12 Step Meetings

There is a forthcoming article in the July issue of the journal Alcoholism: Clinical & Experimental Research that confirms something that those of us who work here at the New York Center for Living already know: going to 12-step meetings helps keep young addicts and alcoholic sober.

The study included 127 substance abusers, age 14 to 19, who were interviewed four times, beginning when they entered outpatient treatment and then at intervals of three, six and twelve months thereafter. The co-author of the study, John F. Kelly, who is the associate director of the Center for Addiction Medicine at Massachusetts General Hospital as well as associate professor of psychiatry at Harvard Medical Center, said: “We found that…more meeting attendance was associated with significantly better substance use outcomes—particularly attending meetings at least once per week or more.” Almost as important, Kelly reported, was that “youth who were in contact with an AA or NA sponsor or who participated verbally at meetings had an even better outcome over and above the positive effects from merely attending.”

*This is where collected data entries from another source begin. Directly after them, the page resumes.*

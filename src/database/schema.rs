/*!
 * Database schema definitions and migrations.
 *
 * This module contains the SQL schema for all database tables
 * and tracks the schema version of an opened file.
 */

use anyhow::{Context, Result};
use log::{debug, info};
use rusqlite::Connection;

/// Current schema version
pub const SCHEMA_VERSION: i32 = 1;

/// Initialize the database schema
pub fn initialize_schema(conn: &Connection) -> Result<()> {
    let current_version = get_schema_version(conn)?;

    if current_version == 0 {
        info!("Initializing database schema v{}", SCHEMA_VERSION);
        create_all_tables(conn)?;
        set_schema_version(conn, SCHEMA_VERSION)?;
    } else if current_version > SCHEMA_VERSION {
        return Err(anyhow::anyhow!(
            "Database schema v{} is newer than supported v{}",
            current_version,
            SCHEMA_VERSION
        ));
    } else {
        debug!("Database schema is up to date (v{})", current_version);
    }

    Ok(())
}

/// Get the current schema version from the database
fn get_schema_version(conn: &Connection) -> Result<i32> {
    let table_exists: bool = conn
        .query_row(
            "SELECT COUNT(*) FROM sqlite_master WHERE type='table' AND name='schema_version'",
            [],
            |row| row.get(0),
        )
        .context("Failed to check schema_version table existence")?;

    if !table_exists {
        return Ok(0);
    }

    let version: i32 = conn
        .query_row("SELECT version FROM schema_version LIMIT 1", [], |row| {
            row.get(0)
        })
        .unwrap_or(0);

    Ok(version)
}

/// Set the schema version in the database
fn set_schema_version(conn: &Connection, version: i32) -> Result<()> {
    conn.execute(
        "INSERT OR REPLACE INTO schema_version (id, version, updated_at) VALUES (1, ?1, datetime('now'))",
        [version],
    )?;
    Ok(())
}

/// Create all database tables
fn create_all_tables(conn: &Connection) -> Result<()> {
    conn.execute_batch(
        r#"
        CREATE TABLE IF NOT EXISTS schema_version (
            id INTEGER PRIMARY KEY CHECK (id = 1),
            version INTEGER NOT NULL,
            updated_at TEXT NOT NULL
        );
        "#,
    )?;

    conn.execute_batch(
        r#"
        CREATE TABLE IF NOT EXISTS ad_copies (
            id INTEGER PRIMARY KEY AUTOINCREMENT,
            headline TEXT NOT NULL,
            body TEXT NOT NULL,
            link_text TEXT NOT NULL DEFAULT '',
            product TEXT NOT NULL DEFAULT '',
            created_at TEXT NOT NULL
        );

        CREATE INDEX IF NOT EXISTS idx_ad_copies_created ON ad_copies(created_at);
        "#,
    )?;

    conn.execute_batch(
        r#"
        CREATE TABLE IF NOT EXISTS country_prompts (
            id INTEGER PRIMARY KEY AUTOINCREMENT,
            country_code TEXT NOT NULL UNIQUE,
            language TEXT NOT NULL,
            system_prompt TEXT NOT NULL DEFAULT '',
            user_prompt TEXT NOT NULL DEFAULT '',
            created_at TEXT NOT NULL
        );
        "#,
    )?;

    // ad_copy_id is a plain column: deleting an ad copy keeps its translations
    conn.execute_batch(
        r#"
        CREATE TABLE IF NOT EXISTS translations (
            id INTEGER PRIMARY KEY AUTOINCREMENT,
            ad_copy_id INTEGER NOT NULL,
            country_code TEXT NOT NULL,
            language TEXT NOT NULL,
            headline TEXT NOT NULL,
            body TEXT NOT NULL,
            link_text TEXT NOT NULL DEFAULT '',
            product TEXT NOT NULL DEFAULT '',
            quality_score INTEGER NOT NULL CHECK (quality_score BETWEEN 0 AND 100),
            created_at TEXT NOT NULL
        );

        CREATE INDEX IF NOT EXISTS idx_translations_lookup ON translations(ad_copy_id, country_code);
        CREATE INDEX IF NOT EXISTS idx_translations_quality ON translations(quality_score);
        "#,
    )?;

    info!("Database schema created successfully");
    Ok(())
}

Finally and quite importantly from the point of view of those of us at the New York Center for Living, Kelly said that “starting an onsite AA young people’s meeting is another good idea. Not all youth will be motivated to attend, but the more severely substance-involved ones will be more likely to give meetings a try and these are the ones most likely to benefit.” Kelly understands that “it is hard for anyone to walk in cold to a large AA meeting,” but if young alcoholics or addicts have a guide—a sponsor or therapist, even a parent—and if they are attending meetings at a site they are already familiar with, they are far more likely to stay, benefit from the meeting, and return for more meetings.

At the New York Center of Living we hold onsite meetings twice a week (in addition to a weekly Al-Anon meetings for parents and family of our clients). These meetings are open to the community at large as well as those already at the New York Center for Living and those who have “graduated” from our program, but who want to come back to the protection of a place where they learned the fundamentals of changing their lives for the better.

In the end, John Kelly says, “our findings support the common clinical recommendation that individuals should ‘go to meetings, get a sponsor, and get active.’ This [study] is the first evidence to support this common clinical recommendation among young people.”

Go to meetings, speak up, get a sponsor. This has been a tenet of faith in the recovery community for many years—“meeting makers make it,” as they say—but it’s nice when the studies back you up!